Exercise.
Give the number of lines in the data below where the word "Referee" appears, and nothing besides.

Data to process.
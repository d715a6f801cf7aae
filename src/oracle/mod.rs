//! Interfaces to the analysers that surround move review.
//!
//! Board bookkeeping, tactical reading, owl (life-and-death) reading,
//! influence estimation and legality checks all live outside this crate.
//! Move review only talks to them through the traits below. Worm and
//! dragon data is the static analysis of the position at the start of the
//! cycle; everything else reflects the current board, including any trial
//! moves on the stack.

mod trial;

pub use trial::Trial;

use crate::board::{BoardSize, Color, Outcome, Point, PointSet, Safety, Status, StoneMarks};

/// Static data for one worm (a single string of stones).
#[derive(Debug, Clone, Copy, PartialEq)]
pub struct WormInfo {
    pub origin: Point,
    pub color: Color,
    pub size: u32,
    pub effective_size: f32,
    pub attack_code: Outcome,
    pub attack_point: Option<Point>,
    pub defense_code: Outcome,
    pub defense_point: Option<Point>,
    /// Number of enemy dragons this string separates, plus one.
    pub cutstone2: u32,
    pub inessential: bool,
}

/// Static data for one dragon (a strategically connected group of worms).
#[derive(Debug, Clone, Copy, PartialEq)]
pub struct DragonInfo {
    pub origin: Point,
    pub color: Color,
    pub size: u32,
    pub effective_size: f32,
    pub status: Status,
    pub matcher_status: Status,
    pub owl_status: Status,
    pub owl_attack_code: Outcome,
    pub owl_defense_code: Outcome,
    pub safety: Safety,
    pub escape_route: i32,
    pub moyo: i32,
    pub genus: i32,
    pub heyes: i32,
    /// Half eye point that would give an extra eye, if any.
    pub heye: Option<Point>,
}

/// Read access to the board and its static analysis.
pub trait BoardView {
    fn size(&self) -> BoardSize;

    /// Stone at `p` on the current board.
    fn color_at(&self, p: Point) -> Option<Color>;

    /// Static worm data for the stone at `p`.
    fn worm(&self, p: Point) -> WormInfo;

    /// Static dragon data for the stone at `p`.
    fn dragon(&self, p: Point) -> DragonInfo;

    /// Origins of all dragons adjacent to the dragon at `p`, both colours.
    fn dragon_neighbors(&self, p: Point) -> Vec<Point>;

    /// Origin of the string through `p` on the current board.
    fn string_origin(&self, p: Point) -> Point;

    /// Origins of opposing strings in contact with the string at `p`.
    fn chain_links(&self, p: Point) -> Vec<Point>;

    fn liberties(&self, p: Point) -> usize;

    /// Liberties of the string formed by playing `mv`.
    fn approx_liberties_after(&self, mv: Point, color: Color) -> usize;

    fn is_self_atari(&self, mv: Point, color: Color) -> bool;

    /// Whether the stone at `p` can be captured by an immediate ko.
    fn is_ko_point(&self, p: Point) -> bool;

    fn last_move(&self) -> Option<Point>;

    /// Origin of the eye space of `color` containing `p`.
    fn eye_origin(&self, p: Point, color: Color) -> Point;

    /// Dragon owning the eye space with origin `eye`.
    fn eye_dragon(&self, eye: Point, color: Color) -> Option<Point>;

    fn same_string(&self, a: Point, b: Point) -> bool {
        self.color_at(a).is_some()
            && self.color_at(a) == self.color_at(b)
            && self.string_origin(a) == self.string_origin(b)
    }

    fn same_dragon(&self, a: Point, b: Point) -> bool {
        self.color_at(a).is_some()
            && self.color_at(b).is_some()
            && self.dragon(a).origin == self.dragon(b).origin
    }

    fn are_neighbor_dragons(&self, a: Point, b: Point) -> bool {
        let origin = self.dragon(a).origin;
        self.dragon_neighbors(b).contains(&origin)
    }
}

/// Tactical (single string) reading.
pub trait Tactics {
    fn attack(&mut self, worm: Point) -> Outcome;
    fn find_defense(&mut self, worm: Point) -> Outcome;
    fn does_defend(&mut self, mv: Point, worm: Point) -> bool;
}

/// Owl (life-and-death) reading.
pub trait LifeAndDeath {
    fn owl_does_attack(&mut self, mv: Point, dragon: Point) -> Outcome;
    fn owl_does_defend(&mut self, mv: Point, dragon: Point) -> Outcome;
    fn owl_connection_defends(&mut self, mv: Point, a: Point, b: Point) -> bool;
}

/// Stack of hypothetical moves. Use [`Trial`] rather than calling these
/// directly.
pub trait TrialMoves {
    fn try_move(&mut self, mv: Point, color: Color) -> bool;
    fn undo_move(&mut self);
}

/// Territory estimation.
pub trait Influence {
    /// Territory gained by `color` playing `mv` with the given stones
    /// assumed captured or saved.
    fn delta_territory(&mut self, mv: Point, color: Color, marks: &StoneMarks) -> f32;

    fn territory_color(&self, p: Point) -> Option<Color>;
}

/// Legality and blunder checks.
pub trait Referee {
    fn is_legal(&self, mv: Point, color: Color) -> bool;
    fn is_illegal_ko_capture(&self, mv: Point, color: Color) -> bool;
    fn safe_move(&mut self, mv: Point, color: Color) -> Outcome;

    /// Whether `mv` loses no more than `allowed_loss` stones, given the
    /// worms and dragons the move is supposed to save.
    fn confirm_safety(
        &mut self,
        mv: Point,
        color: Color,
        allowed_loss: i32,
        saved_dragons: &PointSet,
        saved_worms: &PointSet,
    ) -> bool;
}

/// Everything move review needs from the rest of the engine.
pub trait Oracle: BoardView + Tactics + LifeAndDeath + TrialMoves + Influence + Referee {}

impl<T> Oracle for T where T: BoardView + Tactics + LifeAndDeath + TrialMoves + Influence + Referee {}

Exercise solution.
3